Calls Now Open
2022 ADDF-Harrington and 2023 Harrington UK Rare Disease Programs
Testing of Selective DYRKIA Inhibitors to Prevent Cognitive Impairment and Alzheimer's Pathology
2016 ADDF-Harrington Scholar
Dr. Dunckley is investigating tau protein in the brain as a viable therapeutic target in Alzheimer’s disease. Tau protein is known to undergo numerous abnormal chemical modifications, caused in part by the enzyme DYRK1A. The aberrant proteins stick together to create neurofibrillary tangles, a hallmark of Alzheimer’s disease. The tangles disrupt neurons’ normal activities, block signals between neurons and eventually cause neuronal death. Formation of amyloid plaques in the brain, another characteristic of Alzheimer’s disease, precedes tangle formation and is believed to exacerbate their development and also contribute to neuronal death.
Dr. Dunckley and his team have identified a DYRK1A inhibitor that reduced tau proteins by 40 percent and amyloid plaques by 50 percent in preclinical models. Dr. Dunckley is seeking expert guidance from Harrington Discovery Institute’s Innovation Support Center experts on the metrics needed to interest a pharmaceutical company or other investor and progress this small molecule DYRK1A inhibitor to the clinic.
“Alzheimer’s is such a horrific disease, and there is a huge need for effective treatments because none are currently available.
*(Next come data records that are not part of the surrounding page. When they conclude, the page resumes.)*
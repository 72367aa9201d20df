/// Builds a wire enum out of a list of named values.
///
/// Unknown values are kept in an `Unknown` variant so that whatever a peer sends, and whatever
/// a conversation wants to send, survives a read and encode cycle unchanged.
macro_rules! enum_builder {
    (
        $(#[$comment:meta])*
        @U8
        EnumName: $enum_name:ident;
        EnumVal { $( $enum_var:ident => $enum_val:literal ),* $(,)? }
    ) => {
        $(#[$comment])*
        #[derive(Debug, PartialEq, Eq, PartialOrd, Ord, Clone, Copy, Hash)]
        pub enum $enum_name {
            $( $enum_var ),*,
            Unknown(u8),
        }

        impl $enum_name {
            pub fn get_u8(&self) -> u8 {
                match *self {
                    $( $enum_name::$enum_var => $enum_val ),*,
                    $enum_name::Unknown(x) => x,
                }
            }
        }

        impl From<u8> for $enum_name {
            fn from(x: u8) -> Self {
                match x {
                    $( $enum_val => $enum_name::$enum_var ),*,
                    x => $enum_name::Unknown(x),
                }
            }
        }

        impl prober::codec::Codec for $enum_name {
            fn encode(&self, bytes: &mut Vec<u8>) {
                prober::codec::Codec::encode(&self.get_u8(), bytes);
            }

            fn read(r: &mut prober::codec::Reader) -> Option<Self> {
                <u8 as prober::codec::Codec>::read(r).map($enum_name::from)
            }
        }
    };
    (
        $(#[$comment:meta])*
        @U16
        EnumName: $enum_name:ident;
        EnumVal { $( $enum_var:ident => $enum_val:literal ),* $(,)? }
    ) => {
        $(#[$comment])*
        #[derive(Debug, PartialEq, Eq, PartialOrd, Ord, Clone, Copy, Hash)]
        pub enum $enum_name {
            $( $enum_var ),*,
            Unknown(u16),
        }

        impl $enum_name {
            pub fn get_u16(&self) -> u16 {
                match *self {
                    $( $enum_name::$enum_var => $enum_val ),*,
                    $enum_name::Unknown(x) => x,
                }
            }
        }

        impl From<u16> for $enum_name {
            fn from(x: u16) -> Self {
                match x {
                    $( $enum_val => $enum_name::$enum_var ),*,
                    x => $enum_name::Unknown(x),
                }
            }
        }

        impl prober::codec::Codec for $enum_name {
            fn encode(&self, bytes: &mut Vec<u8>) {
                prober::codec::Codec::encode(&self.get_u16(), bytes);
            }

            fn read(r: &mut prober::codec::Reader) -> Option<Self> {
                <u16 as prober::codec::Codec>::read(r).map($enum_name::from)
            }
        }
    };
}
//! Wire format of the TLS record and handshake layers.

#[macro_use]
mod macros;

pub mod enums;
pub mod extensions;
pub mod handshake;
pub mod message;
pub mod suites;
use std::env;
use std::path::Path;
use std::str::FromStr;

use log::LevelFilter;
use log4rs::append::console::{ConsoleAppender, Target};
use log4rs::append::file::FileAppender;
use log4rs::config::{Appender, Root};
use log4rs::encode::pattern::PatternEncoder;
use log4rs::Config;

use crate::error::Error;

/// Logs to stderr only.
pub fn config_default() -> Result<Config, Error> {
    Config::builder()
        .appender(appender_stderr("stderr"))
        .build(Root::builder().appender("stderr").build(log_level()))
        .map_err(|err| Error::Configuration(err.to_string()))
}

/// Logs to stderr and additionally keeps a full copy in `path`.
pub fn config_with_file<P>(path: P) -> Result<Config, Error>
where
    P: AsRef<Path>,
{
    Config::builder()
        .appender(appender_stderr("stderr"))
        .appender(appender_tofile("tofile", path)?)
        .build(
            Root::builder()
                .appender("stderr")
                .appender("tofile")
                .build(log_level()),
        )
        .map_err(|err| Error::Configuration(err.to_string()))
}

fn appender_stderr<S>(name: S) -> Appender
where
    S: AsRef<str>,
{
    Appender::builder().build(
        name.as_ref(),
        Box::new(
            ConsoleAppender::builder()
                .target(Target::Stderr)
                .encoder(Box::new(PatternEncoder::new(
                    "{h({d(%Y-%m-%dT%H:%M:%S%Z)}\t{l}\t{m}{n})}",
                )))
                .build(),
        ),
    )
}

fn appender_tofile<S, P>(name: S, log_path: P) -> Result<Appender, Error>
where
    S: AsRef<str>,
    P: AsRef<Path>,
{
    let file = FileAppender::builder()
        .encoder(Box::new(PatternEncoder::new("{d}\t{l}\t{t}\t{m}{n}")))
        .build(log_path)?;
    Ok(Appender::builder().build(name.as_ref(), Box::new(file)))
}

/// Level from `RUST_LOG`, `info` when unset or unparsable.
pub fn log_level() -> LevelFilter {
    env::var("RUST_LOG")
        .ok()
        .and_then(|level| LevelFilter::from_str(&level).ok())
        .unwrap_or(LevelFilter::Info)
}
DYRK1A is a relatively new and promising target that directly addresses the underlying pathologies of this disease.” “Once the cascade begins in the brain with the modification of the tau proteins and neuronal death, it is difficult to reverse the changes. That is why we are targeting the underlying process – the aberrant phosphorylation of the tau proteins – that initiates the cascade.” “At this stage, meeting with knowledgeable advisors from Harrington will be the next measure of our success.”
“The experts associated with Harrington are extremely valuable because of their market awareness and knowledge of the commercial aspects required for successfully advancing a new molecule to the clinic. As an academic scientist, that part of drug development is totally unknown to me.”